### Exercise aim
Scan the records for "ValidationError". Show the matching lines.

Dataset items
----
use chrono::{Duration, NaiveTime, Utc};
use regex::Regex;
use reqwest::Method;
use serde_json::{json, Value};
use tracing::{debug, warn};

use shared_config::AppConfig;
use shared_database::supabase::SupabaseClient;

use crate::models::{
    Appointment, AppointmentStatus, BookingError, CreateAppointmentRequest,
};
use crate::services::appointments::AppointmentStore;
use crate::services::catalog::CatalogService;

pub struct BookingService {
    supabase: SupabaseClient,
    appointments: AppointmentStore,
    catalog: CatalogService,
    phone_pattern: Option<Regex>,
    max_daily_appointments: i32,
}

impl BookingService {
    pub fn new(config: &AppConfig) -> Self {
        Self {
            supabase: SupabaseClient::new(config),
            appointments: AppointmentStore::new(config),
            catalog: CatalogService::new(config),
            // Compiled once per service
            phone_pattern: Regex::new(r"^\+?[0-9 ().-]{7,20}$").ok(),
            max_daily_appointments: config.max_daily_appointments_per_client,
        }
    }

    /// Book a slot: resolves the service duration, re-checks conflicts
    /// against the day's active appointments, then inserts a pending row.
    pub async fn create_appointment(
        &self,
        client_id: &str,
        request: CreateAppointmentRequest,
        auth_token: &str,
    ) -> Result<Appointment, BookingError> {
        debug!(
            "Booking appointment for client {} with practitioner {} on {}",
            client_id, request.practitioner_id, request.date
        );

        self.validate_contact(&request)?;

        let service = self.catalog.get_service(&request.service_id.to_string()).await?;

        let (end_time, wrapped) = request
            .start_time
            .overflowing_add_signed(Duration::minutes(i64::from(service.duration_minutes)));
        if wrapped != 0 {
            return Err(BookingError::InvalidTime(
                "Appointment may not run past midnight".to_string(),
            ));
        }

        self.check_daily_limit(client_id, request.date, auth_token).await?;

        let booked = self
            .appointments
            .booked_intervals(&request.practitioner_id.to_string(), request.date)
            .await
            .map_err(|e| BookingError::DatabaseError(e.to_string()))?;

        let conflict = booked
            .iter()
            .any(|b| intervals_overlap(request.start_time, end_time, b.start, b.end));

        if conflict {
            warn!(
                "Booking conflict for practitioner {} at {} on {}",
                request.practitioner_id, request.start_time, request.date
            );
            return Err(BookingError::SlotNotAvailable);
        }

        let appointment_data = json!({
            "practitioner_id": request.practitioner_id,
            "client_id": client_id,
            "service_id": request.service_id,
            "appointment_date": request.date,
            "start_time": request.start_time.format("%H:%M:%S").to_string(),
            "end_time": end_time.format("%H:%M:%S").to_string(),
            "status": AppointmentStatus::Pending,
            "client_name": request.client_name,
            "client_phone": request.client_phone,
            "notes": request.notes,
            "is_deleted": false,
            "created_at": Utc::now().to_rfc3339(),
            "updated_at": Utc::now().to_rfc3339()
        });

        let mut headers = reqwest::header::HeaderMap::new();
        headers.insert("Prefer", reqwest::header::HeaderValue::from_static("return=representation"));

        let result: Vec<Value> = self.supabase.request_with_headers(
            Method::POST,
            "/rest/v1/appointments",
            Some(auth_token),
            Some(appointment_data),
            Some(headers),
        ).await.map_err(|e| BookingError::DatabaseError(e.to_string()))?;

        let appointment: Appointment = match result.into_iter().next() {
            Some(value) => serde_json::from_value(value)
                .map_err(|e| BookingError::DatabaseError(format!("Failed to parse appointment: {}", e)))?,
            None => return Err(BookingError::DatabaseError("Failed to create appointment".to_string())),
        };

        debug!("Appointment created with ID: {}", appointment.id);
        Ok(appointment)
    }

    pub async fn get_appointment(
        &self,
        appointment_id: &str,
        auth_token: &str,
    ) -> Result<Appointment, BookingError> {
        let path = format!("/rest/v1/appointments?id=eq.{}&is_deleted=eq.false", appointment_id);
        let result: Vec<Value> = self.supabase.request(
            Method::GET,
            &path,
            Some(auth_token),
            None,
        ).await.map_err(|e| BookingError::DatabaseError(e.to_string()))?;

        match result.into_iter().next() {
            Some(value) => serde_json::from_value(value)
                .map_err(|e| BookingError::DatabaseError(format!("Failed to parse appointment: {}", e))),
            None => Err(BookingError::NotFound),
        }
    }

    /// `pending -> confirmed`; anything else is an invalid transition
    pub async fn confirm_appointment(
        &self,
        appointment_id: &str,
        auth_token: &str,
    ) -> Result<Appointment, BookingError> {
        let appointment = self.get_appointment(appointment_id, auth_token).await?;

        if appointment.status != AppointmentStatus::Pending {
            return Err(BookingError::InvalidStatusTransition(appointment.status));
        }

        self.set_status(appointment_id, AppointmentStatus::Confirmed, auth_token).await
    }

    /// Cancel a pending or confirmed appointment
    pub async fn cancel_appointment(
        &self,
        appointment_id: &str,
        auth_token: &str,
    ) -> Result<Appointment, BookingError> {
        let appointment = self.get_appointment(appointment_id, auth_token).await?;

        if !matches!(
            appointment.status,
            AppointmentStatus::Pending | AppointmentStatus::Confirmed
        ) {
            return Err(BookingError::InvalidStatusTransition(appointment.status));
        }

        self.set_status(appointment_id, AppointmentStatus::Cancelled, auth_token).await
    }

    async fn set_status(
        &self,
        appointment_id: &str,
        status: AppointmentStatus,
        auth_token: &str,
    ) -> Result<Appointment, BookingError> {
        debug!("Setting appointment {} status to {}", appointment_id, status);

        let path = format!("/rest/v1/appointments?id=eq.{}", appointment_id);
        let mut headers = reqwest::header::HeaderMap::new();
        headers.insert("Prefer", reqwest::header::HeaderValue::from_static("return=representation"));

        let result: Vec<Value> = self.supabase.request_with_headers(
            Method::PATCH,
            &path,
            Some(auth_token),
            Some(json!({
                "status": status,
                "updated_at": Utc::now().to_rfc3339()
            })),
            Some(headers),
        ).await.map_err(|e| BookingError::DatabaseError(e.to_string()))?;

        match result.into_iter().next() {
            Some(value) => serde_json::from_value(value)
                .map_err(|e| BookingError::DatabaseError(format!("Failed to parse appointment: {}", e))),
            None => Err(BookingError::NotFound),
        }
    }

    fn validate_contact(&self, request: &CreateAppointmentRequest) -> Result<(), BookingError> {
        if request.client_name.trim().is_empty() {
            return Err(BookingError::ValidationError("Client name must not be empty".to_string()));
        }

        if let (Some(pattern), Some(phone)) = (&self.phone_pattern, &request.client_phone) {
            if !pattern.is_match(phone) {
                return Err(BookingError::ValidationError(format!(
                    "Invalid phone number: {}",
                    phone
                )));
            }
        }

        Ok(())
    }

    async fn check_daily_limit(
        &self,
        client_id: &str,
        date: chrono::NaiveDate,
        auth_token: &str,
    ) -> Result<(), BookingError> {
        let path = format!(
            "/rest/v1/appointments?client_id=eq.{}&appointment_date=eq.{}&is_deleted=eq.false&status=in.(pending,confirmed,in_progress)&select=id",
            client_id, date
        );

        let existing: Vec<Value> = self.supabase.request(
            Method::GET,
            &path,
            Some(auth_token),
            None,
        ).await.map_err(|e| BookingError::DatabaseError(e.to_string()))?;

        if existing.len() as i32 >= self.max_daily_appointments {
            return Err(BookingError::DailyLimitReached);
        }

        Ok(())
    }
}

fn intervals_overlap(start1: NaiveTime, end1: NaiveTime, start2: NaiveTime, end2: NaiveTime) -> bool {
    // Half-open on both sides: touching endpoints do not conflict
    start1 < end2 && start2 < end1
}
----
### Response to this task
            return Err(BookingError::ValidationError("Client name must not be empty".to_string()));
                return Err(BookingError::ValidationError(format!(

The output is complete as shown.